1. A method of defining Time Division Multiplex access slots in an IP address, the method comprising encoding a schedule of delivery time slots as a mask in said IP address.

2. A method as claimed in claim 1, wherein said schedule is encoded using a bit flagged format.

3. A method as claimed in claim 1, wherein said schedule is encoded using an algorithm based format.

4. A method as claimed in claim 1, wherein said schedule is encoded using a look-up table format.

5. A method of deriving Time Division Multiplex access slots from an IP address, the method comprising identifying a portion of said address encoded with a schedule of delivery time slots and decoding said schedule.

6. A method as claimed in claim 5, wherein said schedule is decoded using a bit flagged format.

7. A method as claimed in claim 5, wherein said schedule is decoded using an algorithm based format.

8. A method as claimed in claim 5, wherein said schedule is decoded using a look-up table format.

9. A method of generating Time Division Multiplex access slots for a service in an IP transport stream, the method comprising receiving an IP address identifying a service for inclusion in said stream, obtaining a schedule of delivery time slots for said service and encoding said schedule as a mask on said IP address.

10. A method as claimed in claim 9, wherein said schedule is encoded using bit flagged format.

11. A method as claimed in claim 9, wherein said schedule is encoded using an algorithm based format.

12. A method as claimed in claim 9, wherein said schedule is encoded using a look-up table format.

13. A method as claimed in claim 9, wherein a basic time increment for said slots is communicated via said IP transport stream.

14. A method of obtaining Time Division Multiplex access slots of a service in an IP transport stream, the method comprising identifying an IP address of a service in said transport stream and decoding a schedule of delivery time slots for said service previously encoded as a mask on said IP address.

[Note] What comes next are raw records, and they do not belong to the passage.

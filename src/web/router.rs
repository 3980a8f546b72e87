//! Web application router and middleware setup.

use crate::web::config::WebConfig;
use crate::web::{handlers, websocket, AppState};
use axum::{routing::get, Router};
use tower::ServiceBuilder;
use tower_http::{
    cors::{Any, CorsLayer},
    services::{ServeDir, ServeFile},
    trace::TraceLayer,
};
use tracing::{info, warn};

/// Create the main axum application with all routes and middleware.
pub fn create_app(config: &WebConfig, state: AppState) -> Router {
    let mut app = Router::new()
        // API routes
        .route("/api/metrics", get(handlers::get_metrics))
        .route("/api/history", get(handlers::get_history))
        .route("/api/health", get(handlers::health_check))
        // WebSocket route
        .route("/ws", get(websocket::websocket_handler));

    let static_dir = config
        .static_dir
        .clone()
        .filter(|path| {
            let exists = path.is_dir();
            if !exists {
                warn!("Static path {:?} does not exist, serving default index", path);
            }
            exists
        });

    match static_dir {
        Some(static_dir) => {
            info!("Serving static files from: {:?}", static_dir);
            app = app.nest_service("/static", ServeDir::new(&static_dir));

            let index_file = static_dir.join("index.html");
            if index_file.exists() {
                app = app.route_service("/", ServeFile::new(index_file));
            } else {
                app = app.route("/", get(handlers::default_index));
            }
        }
        None => {
            app = app.route("/", get(handlers::default_index));
        }
    }

    if config.cors {
        app = app.layer(
            CorsLayer::new()
                .allow_origin(Any)
                .allow_methods(Any)
                .allow_headers(Any),
        );
    }

    app.layer(ServiceBuilder::new().layer(TraceLayer::new_for_http()))
        .with_state(state)
}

15. A method as claimed in claim 14, wherein said schedule is decoded using bit flagged format.

16. A method as claimed in claim 14, wherein said schedule is decoded using an algorithm based format.

17. A method as claimed in claim 14, wherein said schedule is decoded using a look-up table format.

18. A method as claimed in claim 14, wherein a basic time increment for said slots is obtained from said IP transport stream.

19. A service reception method for a terminal including a selectably operable receiver, the method comprising receiving an IP transport stream including an announcement of services in said stream, selecting a service from said stream, deriving from an IP address of said service scheduled delivery time slots for said service encoded in said IP address and selectably operating said receiver in accordance with said schedule to receive said service at said IP address.

20. A method as claimed in claim 19, wherein said receiver is operable in accordance with a basic time increment for said slots derived from said transport stream.

21. An apparatus for obtaining Time Division Multiplex access slots of a service in an IP transport stream, the apparatus comprising: a memory device for storing a program; and a controller in communication with the memory device, the controller operative with the program to: identify an IP address of a service in said transport stream; and decode a schedule of delivery time slots for said service previously encoded as a mask on said IP address.

22. An apparatus for defining Time Division Multiplex access slots in an IP address, the apparatus comprising: a memory device for storing a program; and a controller in communication with the memory device the controller operative with the program to: encode a schedule of delivery time slots as a mask in said IP address.